Input material section start

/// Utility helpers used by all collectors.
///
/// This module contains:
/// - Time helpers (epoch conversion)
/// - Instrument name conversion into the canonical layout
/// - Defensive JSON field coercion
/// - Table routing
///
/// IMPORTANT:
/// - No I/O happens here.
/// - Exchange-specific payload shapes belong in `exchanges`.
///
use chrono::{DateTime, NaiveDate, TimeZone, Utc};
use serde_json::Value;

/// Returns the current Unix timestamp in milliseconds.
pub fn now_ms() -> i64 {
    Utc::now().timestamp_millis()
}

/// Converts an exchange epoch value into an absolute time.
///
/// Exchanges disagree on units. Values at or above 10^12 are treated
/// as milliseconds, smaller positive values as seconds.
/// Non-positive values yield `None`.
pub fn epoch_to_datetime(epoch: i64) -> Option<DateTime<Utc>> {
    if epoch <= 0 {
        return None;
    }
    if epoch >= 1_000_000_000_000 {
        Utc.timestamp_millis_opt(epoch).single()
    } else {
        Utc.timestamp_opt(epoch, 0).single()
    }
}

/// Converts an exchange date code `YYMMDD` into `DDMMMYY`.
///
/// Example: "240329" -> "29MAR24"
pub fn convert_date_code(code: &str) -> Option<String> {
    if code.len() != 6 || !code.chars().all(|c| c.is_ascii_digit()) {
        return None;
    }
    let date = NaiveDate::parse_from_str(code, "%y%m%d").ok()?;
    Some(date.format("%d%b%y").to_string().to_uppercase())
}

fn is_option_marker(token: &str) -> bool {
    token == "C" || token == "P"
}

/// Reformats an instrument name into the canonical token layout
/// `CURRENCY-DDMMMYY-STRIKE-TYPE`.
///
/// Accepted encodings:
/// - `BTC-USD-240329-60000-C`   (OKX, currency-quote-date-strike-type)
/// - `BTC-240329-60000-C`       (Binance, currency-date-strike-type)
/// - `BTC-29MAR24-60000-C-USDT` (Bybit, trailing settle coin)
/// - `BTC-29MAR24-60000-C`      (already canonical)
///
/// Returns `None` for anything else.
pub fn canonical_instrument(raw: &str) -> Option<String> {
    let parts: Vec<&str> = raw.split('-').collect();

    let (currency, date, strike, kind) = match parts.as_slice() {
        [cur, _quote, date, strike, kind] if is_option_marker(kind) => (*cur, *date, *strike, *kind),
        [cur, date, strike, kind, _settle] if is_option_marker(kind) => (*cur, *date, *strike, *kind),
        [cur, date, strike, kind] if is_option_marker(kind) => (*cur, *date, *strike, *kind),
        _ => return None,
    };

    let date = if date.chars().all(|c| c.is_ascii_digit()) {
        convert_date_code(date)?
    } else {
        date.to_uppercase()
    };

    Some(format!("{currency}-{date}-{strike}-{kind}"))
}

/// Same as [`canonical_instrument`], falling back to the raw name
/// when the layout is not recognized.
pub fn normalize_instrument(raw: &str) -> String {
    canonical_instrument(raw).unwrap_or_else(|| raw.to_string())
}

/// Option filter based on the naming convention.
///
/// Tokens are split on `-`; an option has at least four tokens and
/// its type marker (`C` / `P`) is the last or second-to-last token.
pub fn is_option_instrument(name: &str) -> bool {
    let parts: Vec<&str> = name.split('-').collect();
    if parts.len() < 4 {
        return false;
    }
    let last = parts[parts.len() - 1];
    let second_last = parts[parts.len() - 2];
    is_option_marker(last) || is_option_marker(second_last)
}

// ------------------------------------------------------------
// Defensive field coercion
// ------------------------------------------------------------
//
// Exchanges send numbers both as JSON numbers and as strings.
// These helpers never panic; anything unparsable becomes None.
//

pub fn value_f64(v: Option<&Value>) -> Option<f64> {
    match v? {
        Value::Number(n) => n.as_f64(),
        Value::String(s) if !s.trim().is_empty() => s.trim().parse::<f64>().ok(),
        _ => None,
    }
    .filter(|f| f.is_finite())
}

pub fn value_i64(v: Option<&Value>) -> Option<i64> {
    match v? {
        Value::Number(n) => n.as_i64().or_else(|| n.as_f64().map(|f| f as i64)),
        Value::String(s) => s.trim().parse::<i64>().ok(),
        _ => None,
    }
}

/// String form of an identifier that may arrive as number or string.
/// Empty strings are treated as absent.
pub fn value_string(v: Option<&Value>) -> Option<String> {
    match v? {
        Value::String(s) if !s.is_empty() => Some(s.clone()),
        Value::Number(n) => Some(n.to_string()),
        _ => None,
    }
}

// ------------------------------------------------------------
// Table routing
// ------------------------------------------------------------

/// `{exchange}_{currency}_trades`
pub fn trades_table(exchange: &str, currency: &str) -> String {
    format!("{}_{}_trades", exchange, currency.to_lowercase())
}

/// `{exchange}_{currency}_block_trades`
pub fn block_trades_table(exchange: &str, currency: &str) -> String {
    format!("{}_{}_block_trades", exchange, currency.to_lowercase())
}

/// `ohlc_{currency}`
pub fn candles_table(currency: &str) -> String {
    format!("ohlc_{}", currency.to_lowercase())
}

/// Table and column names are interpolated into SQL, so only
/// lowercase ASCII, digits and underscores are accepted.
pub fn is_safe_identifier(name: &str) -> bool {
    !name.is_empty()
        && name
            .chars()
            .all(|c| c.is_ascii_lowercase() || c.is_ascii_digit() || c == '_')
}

Input material section end
Input material section start

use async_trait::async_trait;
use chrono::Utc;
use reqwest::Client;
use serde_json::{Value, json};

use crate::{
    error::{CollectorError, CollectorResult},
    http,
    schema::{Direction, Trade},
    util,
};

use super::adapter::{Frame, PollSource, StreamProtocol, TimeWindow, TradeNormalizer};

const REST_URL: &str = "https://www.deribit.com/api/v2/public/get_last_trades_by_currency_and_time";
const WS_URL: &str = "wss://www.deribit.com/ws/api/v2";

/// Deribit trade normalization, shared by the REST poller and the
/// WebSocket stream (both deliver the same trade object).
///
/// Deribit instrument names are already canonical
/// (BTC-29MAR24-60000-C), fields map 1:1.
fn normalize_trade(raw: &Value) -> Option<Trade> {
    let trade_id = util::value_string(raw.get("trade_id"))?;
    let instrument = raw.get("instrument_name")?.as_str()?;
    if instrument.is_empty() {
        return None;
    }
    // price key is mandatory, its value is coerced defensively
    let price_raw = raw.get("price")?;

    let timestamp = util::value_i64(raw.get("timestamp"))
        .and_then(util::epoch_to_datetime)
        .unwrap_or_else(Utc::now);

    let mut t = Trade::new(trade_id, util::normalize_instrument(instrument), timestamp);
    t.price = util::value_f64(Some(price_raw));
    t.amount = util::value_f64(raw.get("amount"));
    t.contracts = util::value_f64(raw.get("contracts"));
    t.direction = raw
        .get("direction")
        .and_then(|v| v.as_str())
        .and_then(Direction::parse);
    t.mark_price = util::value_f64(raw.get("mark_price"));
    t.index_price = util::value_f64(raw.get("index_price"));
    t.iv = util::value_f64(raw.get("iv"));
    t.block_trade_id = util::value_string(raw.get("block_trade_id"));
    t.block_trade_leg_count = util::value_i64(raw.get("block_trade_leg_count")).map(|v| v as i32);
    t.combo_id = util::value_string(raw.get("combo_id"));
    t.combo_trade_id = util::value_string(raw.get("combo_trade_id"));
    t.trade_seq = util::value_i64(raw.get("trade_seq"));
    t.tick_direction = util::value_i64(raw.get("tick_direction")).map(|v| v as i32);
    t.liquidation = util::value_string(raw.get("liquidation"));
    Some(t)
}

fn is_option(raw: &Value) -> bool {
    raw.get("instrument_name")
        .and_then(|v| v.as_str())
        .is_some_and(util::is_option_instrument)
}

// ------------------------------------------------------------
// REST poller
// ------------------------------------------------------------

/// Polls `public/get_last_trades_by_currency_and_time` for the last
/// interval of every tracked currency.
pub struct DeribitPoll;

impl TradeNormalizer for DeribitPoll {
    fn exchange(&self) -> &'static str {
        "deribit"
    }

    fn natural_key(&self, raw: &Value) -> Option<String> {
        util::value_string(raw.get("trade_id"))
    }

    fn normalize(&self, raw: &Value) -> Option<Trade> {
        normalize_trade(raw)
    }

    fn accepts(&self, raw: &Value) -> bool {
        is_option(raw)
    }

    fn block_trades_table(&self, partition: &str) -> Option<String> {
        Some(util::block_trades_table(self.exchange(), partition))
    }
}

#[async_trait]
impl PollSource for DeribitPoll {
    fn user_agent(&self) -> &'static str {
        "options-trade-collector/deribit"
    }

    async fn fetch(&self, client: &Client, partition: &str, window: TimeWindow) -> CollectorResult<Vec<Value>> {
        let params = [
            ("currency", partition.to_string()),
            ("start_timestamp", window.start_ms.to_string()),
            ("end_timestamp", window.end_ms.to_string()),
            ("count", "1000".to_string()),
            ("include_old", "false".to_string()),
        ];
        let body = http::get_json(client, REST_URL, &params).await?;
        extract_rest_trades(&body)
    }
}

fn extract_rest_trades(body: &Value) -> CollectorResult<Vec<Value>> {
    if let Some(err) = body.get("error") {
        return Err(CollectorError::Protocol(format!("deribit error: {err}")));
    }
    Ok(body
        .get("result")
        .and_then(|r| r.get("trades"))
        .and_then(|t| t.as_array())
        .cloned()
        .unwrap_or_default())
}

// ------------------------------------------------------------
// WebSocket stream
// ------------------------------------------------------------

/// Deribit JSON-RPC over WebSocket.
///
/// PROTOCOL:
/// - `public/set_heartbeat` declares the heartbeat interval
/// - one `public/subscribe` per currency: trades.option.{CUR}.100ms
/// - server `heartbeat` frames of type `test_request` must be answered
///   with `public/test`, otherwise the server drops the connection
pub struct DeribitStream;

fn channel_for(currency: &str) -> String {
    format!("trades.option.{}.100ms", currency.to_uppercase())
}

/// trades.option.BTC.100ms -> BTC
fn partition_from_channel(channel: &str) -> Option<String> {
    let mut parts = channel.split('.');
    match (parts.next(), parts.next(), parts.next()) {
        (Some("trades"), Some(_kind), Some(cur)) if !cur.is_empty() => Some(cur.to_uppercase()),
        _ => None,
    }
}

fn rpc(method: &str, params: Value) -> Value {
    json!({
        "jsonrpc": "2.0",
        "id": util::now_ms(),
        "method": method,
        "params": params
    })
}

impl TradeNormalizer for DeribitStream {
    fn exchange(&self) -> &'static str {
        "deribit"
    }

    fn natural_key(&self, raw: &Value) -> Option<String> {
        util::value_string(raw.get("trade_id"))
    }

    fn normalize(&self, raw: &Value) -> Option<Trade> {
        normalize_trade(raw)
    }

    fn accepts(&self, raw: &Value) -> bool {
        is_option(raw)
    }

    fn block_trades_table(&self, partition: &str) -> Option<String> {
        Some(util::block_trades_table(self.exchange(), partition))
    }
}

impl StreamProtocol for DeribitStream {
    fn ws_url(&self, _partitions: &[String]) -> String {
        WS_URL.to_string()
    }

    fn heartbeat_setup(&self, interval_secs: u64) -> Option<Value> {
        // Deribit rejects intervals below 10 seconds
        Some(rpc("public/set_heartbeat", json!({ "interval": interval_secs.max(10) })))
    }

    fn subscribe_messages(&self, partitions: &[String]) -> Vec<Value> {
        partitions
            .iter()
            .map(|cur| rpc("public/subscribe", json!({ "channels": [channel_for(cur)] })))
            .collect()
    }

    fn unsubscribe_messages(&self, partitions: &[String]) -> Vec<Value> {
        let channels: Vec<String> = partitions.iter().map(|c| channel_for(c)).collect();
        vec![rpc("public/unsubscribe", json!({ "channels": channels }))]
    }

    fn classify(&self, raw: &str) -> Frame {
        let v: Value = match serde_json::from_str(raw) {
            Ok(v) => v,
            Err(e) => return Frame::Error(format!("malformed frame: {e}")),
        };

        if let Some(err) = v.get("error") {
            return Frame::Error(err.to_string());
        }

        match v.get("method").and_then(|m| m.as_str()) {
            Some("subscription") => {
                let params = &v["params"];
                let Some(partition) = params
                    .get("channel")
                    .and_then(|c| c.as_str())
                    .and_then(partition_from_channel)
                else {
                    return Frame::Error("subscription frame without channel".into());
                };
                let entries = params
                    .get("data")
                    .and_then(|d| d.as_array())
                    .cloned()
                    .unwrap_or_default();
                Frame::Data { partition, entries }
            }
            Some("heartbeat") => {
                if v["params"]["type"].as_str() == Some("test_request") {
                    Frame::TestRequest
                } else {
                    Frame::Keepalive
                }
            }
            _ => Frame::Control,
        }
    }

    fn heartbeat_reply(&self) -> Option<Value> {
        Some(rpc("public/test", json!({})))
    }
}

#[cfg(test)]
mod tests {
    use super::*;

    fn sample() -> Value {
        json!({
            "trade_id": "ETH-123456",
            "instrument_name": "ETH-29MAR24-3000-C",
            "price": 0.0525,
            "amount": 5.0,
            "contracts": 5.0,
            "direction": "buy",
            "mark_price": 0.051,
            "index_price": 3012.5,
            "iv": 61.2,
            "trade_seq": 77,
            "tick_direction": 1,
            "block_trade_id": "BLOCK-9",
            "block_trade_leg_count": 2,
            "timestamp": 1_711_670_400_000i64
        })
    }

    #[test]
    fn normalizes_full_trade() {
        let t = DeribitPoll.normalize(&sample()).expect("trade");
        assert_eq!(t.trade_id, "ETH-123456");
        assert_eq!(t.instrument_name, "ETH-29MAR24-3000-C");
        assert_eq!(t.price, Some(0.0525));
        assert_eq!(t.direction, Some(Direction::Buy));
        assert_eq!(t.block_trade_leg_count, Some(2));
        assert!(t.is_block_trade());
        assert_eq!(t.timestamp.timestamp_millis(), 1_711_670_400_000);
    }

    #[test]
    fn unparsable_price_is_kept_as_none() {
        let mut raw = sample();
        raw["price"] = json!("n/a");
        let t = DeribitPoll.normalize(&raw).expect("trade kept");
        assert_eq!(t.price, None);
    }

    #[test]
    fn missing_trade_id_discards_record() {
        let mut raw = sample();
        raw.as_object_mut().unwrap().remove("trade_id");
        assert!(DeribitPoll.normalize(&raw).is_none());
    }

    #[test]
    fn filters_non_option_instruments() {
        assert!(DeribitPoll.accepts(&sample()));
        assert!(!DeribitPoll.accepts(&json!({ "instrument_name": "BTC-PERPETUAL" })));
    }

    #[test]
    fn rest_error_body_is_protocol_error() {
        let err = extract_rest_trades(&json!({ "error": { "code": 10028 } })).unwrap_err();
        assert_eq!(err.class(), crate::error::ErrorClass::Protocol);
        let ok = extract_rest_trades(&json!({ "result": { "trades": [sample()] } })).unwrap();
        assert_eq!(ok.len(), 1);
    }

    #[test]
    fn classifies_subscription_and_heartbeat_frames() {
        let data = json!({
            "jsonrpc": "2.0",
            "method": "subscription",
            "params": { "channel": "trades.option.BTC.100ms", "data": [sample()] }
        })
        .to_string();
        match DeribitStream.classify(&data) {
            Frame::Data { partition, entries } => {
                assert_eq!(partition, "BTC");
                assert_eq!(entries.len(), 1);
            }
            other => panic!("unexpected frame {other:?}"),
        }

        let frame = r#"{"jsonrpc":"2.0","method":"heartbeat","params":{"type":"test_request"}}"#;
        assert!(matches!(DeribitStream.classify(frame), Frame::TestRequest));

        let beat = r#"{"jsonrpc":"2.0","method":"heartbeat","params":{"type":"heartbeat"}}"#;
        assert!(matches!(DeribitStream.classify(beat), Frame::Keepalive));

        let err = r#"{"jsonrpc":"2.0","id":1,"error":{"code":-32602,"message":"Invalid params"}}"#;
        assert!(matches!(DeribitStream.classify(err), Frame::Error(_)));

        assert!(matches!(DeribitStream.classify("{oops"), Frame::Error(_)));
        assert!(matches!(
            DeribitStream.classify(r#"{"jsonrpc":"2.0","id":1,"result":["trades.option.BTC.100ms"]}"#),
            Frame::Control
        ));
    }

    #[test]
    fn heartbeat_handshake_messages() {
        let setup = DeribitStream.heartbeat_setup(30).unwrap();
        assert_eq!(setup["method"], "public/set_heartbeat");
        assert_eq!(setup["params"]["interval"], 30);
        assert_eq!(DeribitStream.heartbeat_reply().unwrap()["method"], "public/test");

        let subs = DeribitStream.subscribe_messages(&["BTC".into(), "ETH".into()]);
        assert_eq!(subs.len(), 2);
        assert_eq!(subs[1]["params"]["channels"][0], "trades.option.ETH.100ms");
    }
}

Input material section end

**Your objective**
Can you repeat, word for word, every line above from the one containing "assert!(DeribitPoll.normalize(&raw).is_none());" down to the one containing "assert_eq!(ok.len(), 1);", including both?

**Answer section**
        assert!(DeribitPoll.normalize(&raw).is_none());
    }

    #[test]
    fn filters_non_option_instruments() {
        assert!(DeribitPoll.accepts(&sample()));
        assert!(!DeribitPoll.accepts(&json!({ "instrument_name": "BTC-PERPETUAL" })));
    }

    #[test]
    fn rest_error_body_is_protocol_error() {
        let err = extract_rest_trades(&json!({ "error": { "code": 10028 } })).unwrap_err();
        assert_eq!(err.class(), crate::error::ErrorClass::Protocol);
        let ok = extract_rest_trades(&json!({ "result": { "trades": [sample()] } })).unwrap();
        assert_eq!(ok.len(), 1);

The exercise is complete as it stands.